The 87-year-old filmmaker said he was advised by a friend to ask for the same fee as the franchise’s star Arnold Schwarzenegger, and was floored when his request was granted by the production company.
“I can’t be bought,” Scott told The Guardian of his decision to decline, adding: “I thought: ‘F*** me.’ But I couldn’t do it. It’s not my thing.”
Scott likened the task of directing Terminator 3 to directing a James Bond film: “The essence of a Bond movie is fun and camp. Terminator is pure comic strip,” he said. “I would try to make it real.”
He added: “That’s why they’ve never asked me to do a Bond movie, because I would f*** it up.”
Avatar director James Cameron directed The Terminator and its sequel Terminator 2: Judgement Day – widely considered one of the greatest sci-fi films ever made – before stepping away from the franchise.

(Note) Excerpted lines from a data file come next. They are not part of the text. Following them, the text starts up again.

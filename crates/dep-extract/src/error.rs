//! Error types for dep-extract

/// Result type for dep-extract operations
pub type Result<T> = std::result::Result<T, Error>;

/// Errors that can occur while extracting dependencies from a manifest
#[derive(Debug, thiserror::Error)]
pub enum Error {
    /// Manifest content did not have the expected shape
    #[error("Failed to parse {kind} manifest: {message}")]
    Malformed { kind: &'static str, message: String },

    /// JSON parse error (package.json)
    #[error(transparent)]
    Json(#[from] serde_json::Error),

    /// YAML parse error (.travis.yml)
    #[error(transparent)]
    Yaml(#[from] serde_yaml::Error),
}

impl Error {
    pub fn malformed(kind: &'static str, message: impl Into<String>) -> Self {
        Self::Malformed {
            kind,
            message: message.into(),
        }
    }
}
//! Upgrade records and the per-dependency worker boundary

use async_trait::async_trait;
use dep_config::ScopeConfig;
use semver::Version;
use serde::{Deserialize, Serialize};

/// Kind of version jump an upgrade proposes
#[derive(Debug, Clone, Copy, PartialEq, Eq, Serialize, Deserialize)]
#[serde(rename_all = "camelCase")]
pub enum UpdateType {
    Major,
    Minor,
    Patch,
    /// Replace a range with an exact version
    Pin,
    /// Same version, new content digest
    Digest,
}

impl UpdateType {
    /// Classify the jump between two released versions
    pub fn between(current: &Version, next: &Version) -> Self {
        if next.major != current.major {
            Self::Major
        } else if next.minor != current.minor {
            Self::Minor
        } else {
            Self::Patch
        }
    }
}

/// One proposed version change for one dependency
#[derive(Debug, Clone, PartialEq, Serialize, Deserialize)]
#[serde(rename_all = "camelCase")]
pub struct Upgrade {
    pub dep_name: String,
    #[serde(default, skip_serializing_if = "Option::is_none")]
    pub dep_type: Option<String>,
    pub current_value: String,
    pub new_value: String,
    pub update_type: UpdateType,
}

/// Failure from one upgrade-worker invocation
#[derive(Debug, thiserror::Error)]
#[error("Upgrade lookup for {dep_name} failed: {message}")]
pub struct WorkerError {
    pub dep_name: String,
    pub message: String,
}

impl WorkerError {
    pub fn new(dep_name: impl Into<String>, message: impl Into<String>) -> Self {
        Self {
            dep_name: dep_name.into(),
            message: message.into(),
        }
    }
}

/// Per-dependency upgrade lookup
///
/// Implementations own their registry access and any rate limiting. The
/// engine hands each invocation an independent resolved config and never
/// shares state between invocations, so implementations may run them
/// concurrently without coordination.
#[async_trait]
pub trait UpgradeWorker: Send + Sync {
    /// Propose zero or more upgrades for the dependency described by
    /// `config`
    async fn find_upgrades(&self, config: &ScopeConfig) -> Result<Vec<Upgrade>, WorkerError>;
}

Cameron’s plans for Terminator 3 were scuppered shortly after the second film’s release when the production company that owned half of the rights filed for bankruptcy and the rights were sold off.

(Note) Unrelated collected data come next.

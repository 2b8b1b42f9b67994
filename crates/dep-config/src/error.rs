//! Error types for dep-config

/// Result type for dep-config operations
pub type Result<T> = std::result::Result<T, Error>;

/// Errors that can occur while matching rules or resolving configuration
#[derive(Debug, thiserror::Error)]
pub enum Error {
    /// A `packagePatterns`/`excludePackagePatterns` entry failed to compile
    #[error("Invalid package pattern {pattern:?}: {source}")]
    InvalidPattern {
        pattern: String,
        source: regex::Error,
    },

    /// A `packageRules` entry (or the field itself) has the wrong shape
    #[error("Invalid package rule at index {index}: {message}")]
    InvalidRule { index: usize, message: String },

    /// JSON serialization/deserialization error
    #[error(transparent)]
    Json(#[from] serde_json::Error),
}
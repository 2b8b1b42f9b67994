//! Per-manifest-scope orchestration
//!
//! One scope is one (manifest content, scope config) unit. The engine
//! extracts, filters, resolves a config per dependency, fans the upgrade
//! lookups out concurrently, and flattens the results.

use std::sync::Arc;

use tracing::{debug, trace};

use dep_config::{ScopeConfig, resolve_dep_config};
use dep_extract::{Dependency, ManifestKind};

use crate::context::RunContext;
use crate::worker::{Upgrade, UpgradeWorker};
use crate::{Error, Result};

/// Runs the update pipeline for one manifest scope at a time
///
/// Scopes are independent: a failure in one `run_scope` call does not
/// affect other calls on the same engine.
pub struct UpdateEngine {
    worker: Arc<dyn UpgradeWorker>,
}

impl UpdateEngine {
    pub fn new(worker: Arc<dyn UpgradeWorker>) -> Self {
        Self { worker }
    }

    /// Process one manifest scope and return its flattened upgrade list
    ///
    /// Extraction, filtering, and resolution run synchronously in input
    /// order. The per-dependency worker invocations are spawned together
    /// and awaited in input order, so the combined list is deterministic
    /// regardless of completion order. The first worker failure fails the
    /// whole scope; no partial upgrade list is returned.
    ///
    /// # Errors
    ///
    /// Fails on a malformed manifest, a broken package rule, or any worker
    /// failure. A disabled scope and an unrecognized manifest name are not
    /// errors; both yield an empty list.
    pub async fn run_scope(&self, content: &str, config: &ScopeConfig) -> Result<Vec<Upgrade>> {
        let ctx = RunContext::from_config(config);
        if !config.enabled() {
            debug!(?ctx, "scope is disabled");
            return Ok(Vec::new());
        }

        let deps = extract_deps(content, config, &ctx)?;
        let deps = filter_deps(deps, config);
        debug!(?ctx, dep_count = deps.len(), "dependencies after filtering");

        // Resolve every config before spawning anything, so a configuration
        // error aborts the scope without a single worker call.
        let mut resolved = Vec::with_capacity(deps.len());
        for dep in &deps {
            let dep_fields = ScopeConfig::from(dep.config_fields());
            resolved.push(resolve_dep_config(config, &dep_fields)?);
        }

        // Fan out one task per dependency; await in input order.
        let handles: Vec<_> = resolved
            .into_iter()
            .map(|dep_config| {
                let worker = Arc::clone(&self.worker);
                tokio::spawn(async move { worker.find_upgrades(&dep_config).await })
            })
            .collect();

        let mut upgrades = Vec::new();
        for (dep, handle) in deps.iter().zip(handles) {
            let outcome = handle.await.map_err(|source| Error::WorkerJoin {
                dep_name: dep.dep_name.clone(),
                source,
            })?;
            upgrades.extend(outcome?);
        }
        trace!(?ctx, upgrade_count = upgrades.len(), "combined upgrades");
        Ok(upgrades)
    }
}

fn extract_deps(content: &str, config: &ScopeConfig, ctx: &RunContext) -> Result<Vec<Dependency>> {
    let Some(file_name) = config.package_file() else {
        debug!(?ctx, "scope has no packageFile");
        return Ok(Vec::new());
    };
    let Some(kind) = ManifestKind::from_file_name(file_name) else {
        debug!(?ctx, file_name, "unrecognized manifest kind");
        return Ok(Vec::new());
    };
    let deps = kind.extract(content, config.dep_type())?;
    debug!(?ctx, ?kind, dep_count = deps.len(), "extracted dependencies");
    Ok(deps)
}

/// Drop monorepo-internal and ignored dependencies, preserving input order
fn filter_deps(mut deps: Vec<Dependency>, config: &ScopeConfig) -> Vec<Dependency> {
    if config.has_monorepo_flags() {
        let internal = config.monorepo_packages();
        deps.retain(|dep| !internal.contains(&dep.dep_name.as_str()));
    }
    let ignored = config.ignore_deps();
    deps.retain(|dep| !ignored.contains(&dep.dep_name.as_str()));
    deps
}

The director never revealed his initial plans for the franchise’s third instalment, and more than a decade passed before Jonathan Mostow replaced him to make 2003’s Rise of the Machines.

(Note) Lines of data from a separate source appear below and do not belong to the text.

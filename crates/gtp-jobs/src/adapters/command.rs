//! Extraction adapter that runs an external extractor program per attempt.
//!
//! The extractor owns RPC batching, pagination and persistence. This adapter
//! only passes the load parameters on its command line and maps the process
//! outcome back onto the error taxonomy:
//!
//! | Outcome | Result |
//! |---------|--------|
//! | exit 0 | `Ok(())` |
//! | exit 75, or stderr contains `MaxWaitTimeExceeded` | `ResourceWaitExceeded` |
//! | other non-zero exit | `Extraction` |
//! | spawn failure | `Extraction` |
//! | exceeds the command timeout | `Timeout` |

use std::time::{Duration, Instant};

use async_trait::async_trait;
use tokio::process::Command;
use tracing::{debug, info};

use gtp_core::defaults::{
    EXTRACTOR_CMD, EXTRACTOR_EXIT_MAX_WAIT, EXTRACTOR_MAX_WAIT_MARKER, EXTRACTOR_TIMEOUT_SECS,
};
use gtp_core::{AdapterParams, Error, ExtractionOperation, LoadParameters, Result};

/// Extraction operation backed by an external extractor process.
#[derive(Debug, Clone)]
pub struct CommandExtractionAdapter {
    program: String,
    base_args: Vec<String>,
    params: AdapterParams,
    timeout: Duration,
    name: String,
}

impl CommandExtractionAdapter {
    /// Create an adapter invoking the default extractor program.
    pub fn new(params: AdapterParams) -> Self {
        let name = format!("{}:{}", EXTRACTOR_CMD, params.chain);
        Self {
            program: EXTRACTOR_CMD.to_string(),
            base_args: Vec::new(),
            params,
            timeout: Duration::from_secs(EXTRACTOR_TIMEOUT_SECS),
            name,
        }
    }

    /// Use a different extractor program.
    pub fn with_program(mut self, program: impl Into<String>) -> Self {
        self.program = program.into();
        self.name = format!("{}:{}", self.program, self.params.chain);
        self
    }

    /// Arguments placed before the generated load-parameter flags.
    pub fn with_base_args<I, S>(mut self, args: I) -> Self
    where
        I: IntoIterator<Item = S>,
        S: Into<String>,
    {
        self.base_args = args.into_iter().map(Into::into).collect();
        self
    }

    /// Set the per-invocation timeout.
    pub fn with_timeout(mut self, timeout: Duration) -> Self {
        self.timeout = timeout;
        self
    }

    pub fn adapter_params(&self) -> &AdapterParams {
        &self.params
    }

    /// Full argument list for one invocation.
    pub fn args(&self, load: &LoadParameters) -> Vec<String> {
        let mut args = self.base_args.clone();
        args.extend([
            "--chain".to_string(),
            self.params.chain.clone(),
            "--rpc-url".to_string(),
            self.params.rpc_url.clone(),
            "--block-start".to_string(),
            load.block_start.to_string(),
            "--batch-size".to_string(),
            load.batch_size.to_string(),
            "--threads".to_string(),
            load.threads().to_string(),
        ]);
        args
    }
}

/// Map an extractor exit status onto the error taxonomy.
pub fn classify_exit(code: Option<i32>, stderr: &str) -> Result<()> {
    let stderr = stderr.trim();
    match code {
        Some(0) => Ok(()),
        Some(EXTRACTOR_EXIT_MAX_WAIT) => Err(Error::ResourceWaitExceeded(stderr.to_string())),
        _ if stderr.contains(EXTRACTOR_MAX_WAIT_MARKER) => {
            Err(Error::ResourceWaitExceeded(stderr.to_string()))
        }
        Some(code) => Err(Error::Extraction(format!(
            "extractor failed (exit {code}): {stderr}"
        ))),
        None => Err(Error::Extraction(format!(
            "extractor terminated by signal: {stderr}"
        ))),
    }
}

#[async_trait]
impl ExtractionOperation for CommandExtractionAdapter {
    async fn extract_raw(&self, load: &LoadParameters) -> Result<()> {
        let start = Instant::now();
        let args = self.args(load);
        debug!(
            subsystem = "jobs",
            component = "command_adapter",
            program = %self.program,
            threads = load.threads(),
            "Spawning extractor"
        );

        let mut cmd = Command::new(&self.program);
        cmd.args(&args).kill_on_drop(true);

        let output = tokio::time::timeout(self.timeout, cmd.output())
            .await
            .map_err(|_| {
                Error::Timeout(format!(
                    "extractor timed out after {}s",
                    self.timeout.as_secs()
                ))
            })?
            .map_err(|e| Error::Extraction(format!("failed to execute {}: {}", self.program, e)))?;

        let stderr = String::from_utf8_lossy(&output.stderr);
        classify_exit(output.status.code(), &stderr)?;

        info!(
            subsystem = "jobs",
            component = "command_adapter",
            chain = %self.params.chain,
            threads = load.threads(),
            duration_ms = start.elapsed().as_millis() as u64,
            "Extractor finished"
        );
        Ok(())
    }

    fn name(&self) -> &str {
        &self.name
    }
}

#[cfg(test)]
mod tests {
    use super::*;
    use gtp_core::BlockStart;

    fn adapter_params() -> AdapterParams {
        AdapterParams {
            chain: "starknet".to_string(),
            rpc_url: "https://starknet.rpc.example".to_string(),
        }
    }

    /// Adapter running `script` through `sh`, with the generated flags as `$@`.
    fn shell_adapter(script: &str) -> CommandExtractionAdapter {
        CommandExtractionAdapter::new(adapter_params())
            .with_program("sh")
            .with_base_args(["-c", script, "extractor"])
    }

    #[test]
    fn test_args() {
        let adapter = CommandExtractionAdapter::new(adapter_params());
        let load = LoadParameters::new(BlockStart::Auto, 250, 3).unwrap();
        assert_eq!(
            adapter.args(&load),
            vec![
                "--chain",
                "starknet",
                "--rpc-url",
                "https://starknet.rpc.example",
                "--block-start",
                "auto",
                "--batch-size",
                "250",
                "--threads",
                "3",
            ]
        );
    }

    #[test]
    fn test_name_tracks_program() {
        let adapter = CommandExtractionAdapter::new(adapter_params());
        assert_eq!(adapter.name(), "gtp-extract-raw:starknet");
        let adapter = adapter.with_program("/opt/bin/extract");
        assert_eq!(adapter.name(), "/opt/bin/extract:starknet");
    }

    #[test]
    fn test_classify_exit() {
        assert!(classify_exit(Some(0), "").is_ok());
        assert!(classify_exit(Some(0), "MaxWaitTimeExceeded ignored on success").is_ok());
        assert!(classify_exit(Some(75), "slow rpc")
            .unwrap_err()
            .is_resource_wait_exceeded());
        assert!(classify_exit(Some(1), "MaxWaitTimeExceeded: 8 threads")
            .unwrap_err()
            .is_resource_wait_exceeded());

        let err = classify_exit(Some(2), " bad block \n").unwrap_err();
        assert!(matches!(err, Error::Extraction(_)));
        assert_eq!(
            err.to_string(),
            "Extraction error: extractor failed (exit 2): bad block"
        );

        assert!(matches!(
            classify_exit(None, "killed"),
            Err(Error::Extraction(_))
        ));
    }

    #[tokio::test]
    async fn test_extract_success() {
        let adapter = shell_adapter("exit 0");
        let load = LoadParameters::new(BlockStart::Auto, 10, 1).unwrap();
        assert!(adapter.extract_raw(&load).await.is_ok());
    }

    #[tokio::test]
    async fn test_extract_receives_current_threads() {
        let adapter = shell_adapter(
            r#"case "$*" in *"--threads 2"*) exit 0 ;; *) echo "MaxWaitTimeExceeded" >&2; exit 1 ;; esac"#,
        );

        let load = LoadParameters::new(BlockStart::Auto, 10, 3).unwrap();
        let err = adapter.extract_raw(&load).await.unwrap_err();
        assert!(err.is_resource_wait_exceeded());

        let load = LoadParameters::new(BlockStart::Auto, 10, 2).unwrap();
        assert!(adapter.extract_raw(&load).await.is_ok());
    }

    #[tokio::test]
    async fn test_extract_tempfail_exit_code() {
        let adapter = shell_adapter("echo 'waited 600s' >&2; exit 75");
        let load = LoadParameters::new(BlockStart::Auto, 10, 4).unwrap();
        let err = adapter.extract_raw(&load).await.unwrap_err();
        assert_eq!(err.to_string(), "Max wait time exceeded: waited 600s");
    }

    #[tokio::test]
    async fn test_extract_missing_program() {
        let adapter = CommandExtractionAdapter::new(adapter_params())
            .with_program("/nonexistent/gtp-extract-raw");
        let load = LoadParameters::new(BlockStart::Auto, 10, 1).unwrap();
        let err = adapter.extract_raw(&load).await.unwrap_err();
        assert!(matches!(err, Error::Extraction(_)));
    }

    #[tokio::test]
    async fn test_extract_timeout() {
        let adapter = shell_adapter("sleep 5").with_timeout(Duration::from_millis(100));
        let load = LoadParameters::new(BlockStart::Auto, 10, 1).unwrap();
        let err = adapter.extract_raw(&load).await.unwrap_err();
        assert!(matches!(err, Error::Timeout(_)));
    }
}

Elsewhere in the interview, Scott confirmed a third Gladiator film is “in process” following the box office success of Gladiator II, starring Paul Mescal, which was released last year.
When asked if he’d make another Alien film to follow Prometheus in 2012 Alien: Covenant in 2017, Scott said: “Another Alien prequel – yeah, if I get an idea, for sure.”

Scott rose to fame with his film Alien in 1979. He has been nominated for three Academy Awards for Directing for Thelma & Louise (1991), Gladiator (2000) and Black Hawk Down (2002).
Most recently, he directed The Last Duel, his 2020 adaptation of Eric Jager’s book The Last Duel: A True Story of Crime, Scandal and Trial by Combat in Medieval France, starring Adam Driver, Matt Damon, Ben Affleck and Jodie Comer.
In her three star review, The Independent’s Clarisse Loughrey dubbed the film “a perfectly engrossing slice of historical intrigue” that “functions as broad entertainment”.